//! Resolver traits for service resolution.

use std::any::Any;
use std::sync::Arc;

use crate::error::{DiError, DiResult};
use crate::key::Key;
use crate::registration::AnyArc;
use crate::traits::Dispose;
use crate::types::ServiceType;

/// Core resolver trait for object-safe service resolution.
///
/// Implemented by [`Container`](crate::Container) and by the
/// [`BuildContext`](crate::BuildContext) handed to factories. Most users
/// should use the [`Resolver`] trait instead, which provides typed helpers on
/// top of this trait.
pub trait ResolverCore {
    /// Resolves a single instance.
    ///
    /// # Returns
    ///
    /// * `Ok(AnyArc)` - The resolved instance wrapped in `Arc<dyn Any>`
    /// * `Err(DiError)` - Resolution error (not found, selection, circular, etc.)
    fn resolve_any(&self, key: &Key) -> DiResult<AnyArc>;

    /// Resolves every named registration of `service` visible from this resolver.
    fn resolve_all_any(&self, service: &ServiceType) -> DiResult<Vec<AnyArc>>;

    /// Hands a resource to the disposal scope of the resolving container.
    fn push_disposable(&self, resource: Arc<dyn Dispose>) -> DiResult<()>;
}

fn downcast<T: Any + Send + Sync>(any: AnyArc) -> DiResult<Arc<T>> {
    any.downcast::<T>()
        .map_err(|_| DiError::TypeMismatch(std::any::type_name::<T>().to_string()))
}

fn downcast_trait<T: ?Sized + Send + Sync + 'static>(any: AnyArc) -> DiResult<Arc<T>> {
    // Trait objects are stored as Arc<Arc<dyn Trait>>
    any.downcast::<Arc<T>>()
        .map(|boxed| (*boxed).clone())
        .map_err(|_| DiError::TypeMismatch(std::any::type_name::<T>().to_string()))
}

/// Typed resolution helpers.
///
/// Registered instances are stored type-erased. Concrete instances downcast
/// straight to `T`; trait objects are registered as `Arc<Arc<dyn Trait>>` and
/// come back out through [`get_trait`](Self::get_trait).
///
/// # Examples
///
/// ```
/// use ferrous_container::{AnyArc, Container, Lifetime, Resolver, ServiceType, TypeCatalog};
/// use std::sync::Arc;
///
/// trait Logger: Send + Sync {
///     fn prefix(&self) -> &str;
/// }
///
/// struct ConsoleLogger;
/// impl Logger for ConsoleLogger {
///     fn prefix(&self) -> &str { "console" }
/// }
///
/// let container = Container::new(Arc::new(TypeCatalog::new()));
/// let logger = ServiceType::interface_of::<dyn Logger>();
/// container
///     .register_factory(logger.clone(), None, Lifetime::Singleton, |_| {
///         Ok(Arc::new(Arc::new(ConsoleLogger) as Arc<dyn Logger>) as AnyArc)
///     })
///     .unwrap();
///
/// let resolved = container.get_trait::<dyn Logger>(&logger, None).unwrap();
/// assert_eq!(resolved.prefix(), "console");
/// ```
pub trait Resolver: ResolverCore {
    /// Resolves the default registration of the concrete type `T`.
    fn get<T: Any + Send + Sync>(&self) -> DiResult<Arc<T>> {
        downcast(self.resolve_any(&Key::of::<T>())?)
    }

    /// Resolves a named registration of the concrete type `T`.
    fn get_named<T: Any + Send + Sync>(&self, name: &str) -> DiResult<Arc<T>> {
        downcast(self.resolve_any(&Key::named(ServiceType::of::<T>(), name))?)
    }

    /// Resolves `service` and downcasts the instance to the concrete type `T`.
    fn get_as<T: Any + Send + Sync>(&self, service: &ServiceType, name: Option<&str>) -> DiResult<Arc<T>> {
        downcast(self.resolve_any(&Key::new(service.clone(), name))?)
    }

    /// Resolves a trait object registered as `Arc<Arc<dyn Trait>>`.
    fn get_trait<T: ?Sized + Send + Sync + 'static>(&self, service: &ServiceType, name: Option<&str>) -> DiResult<Arc<T>> {
        downcast_trait(self.resolve_any(&Key::new(service.clone(), name))?)
    }

    /// Resolves every named registration of `service` as the concrete type `T`.
    fn get_all_as<T: Any + Send + Sync>(&self, service: &ServiceType) -> DiResult<Vec<Arc<T>>> {
        self.resolve_all_any(service)?
            .into_iter()
            .map(downcast)
            .collect()
    }

    /// Resolves every named registration of `service` as trait objects.
    fn get_all_trait<T: ?Sized + Send + Sync + 'static>(&self, service: &ServiceType) -> DiResult<Vec<Arc<T>>> {
        self.resolve_all_any(service)?
            .into_iter()
            .map(downcast_trait)
            .collect()
    }

    /// Resolves `T` or panics.
    ///
    /// # Panics
    ///
    /// Panics if the service cannot be resolved.
    fn get_required<T: Any + Send + Sync>(&self) -> Arc<T> {
        match self.get::<T>() {
            Ok(value) => value,
            Err(err) => panic!("failed to resolve {}: {}", std::any::type_name::<T>(), err),
        }
    }

    /// Registers `resource` for disposal with the resolving container.
    fn register_disposer<D: Dispose>(&self, resource: Arc<D>) -> DiResult<()> {
        self.push_disposable(resource)
    }
}

impl<R: ResolverCore + ?Sized> Resolver for R {}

▶ **Task prompt**: With the line containing "typed helpers on" as the last one, please set down exactly the lines of the records above from their very first line, and nothing more.

▶ **Worked solution**:
//! Resolver traits for service resolution.

use std::any::Any;
use std::sync::Arc;

use crate::error::{DiError, DiResult};
use crate::key::Key;
use crate::registration::AnyArc;
use crate::traits::Dispose;
use crate::types::ServiceType;

/// Core resolver trait for object-safe service resolution.
///
/// Implemented by [`Container`](crate::Container) and by the
/// [`BuildContext`](crate::BuildContext) handed to factories. Most users
/// should use the [`Resolver`] trait instead, which provides typed helpers on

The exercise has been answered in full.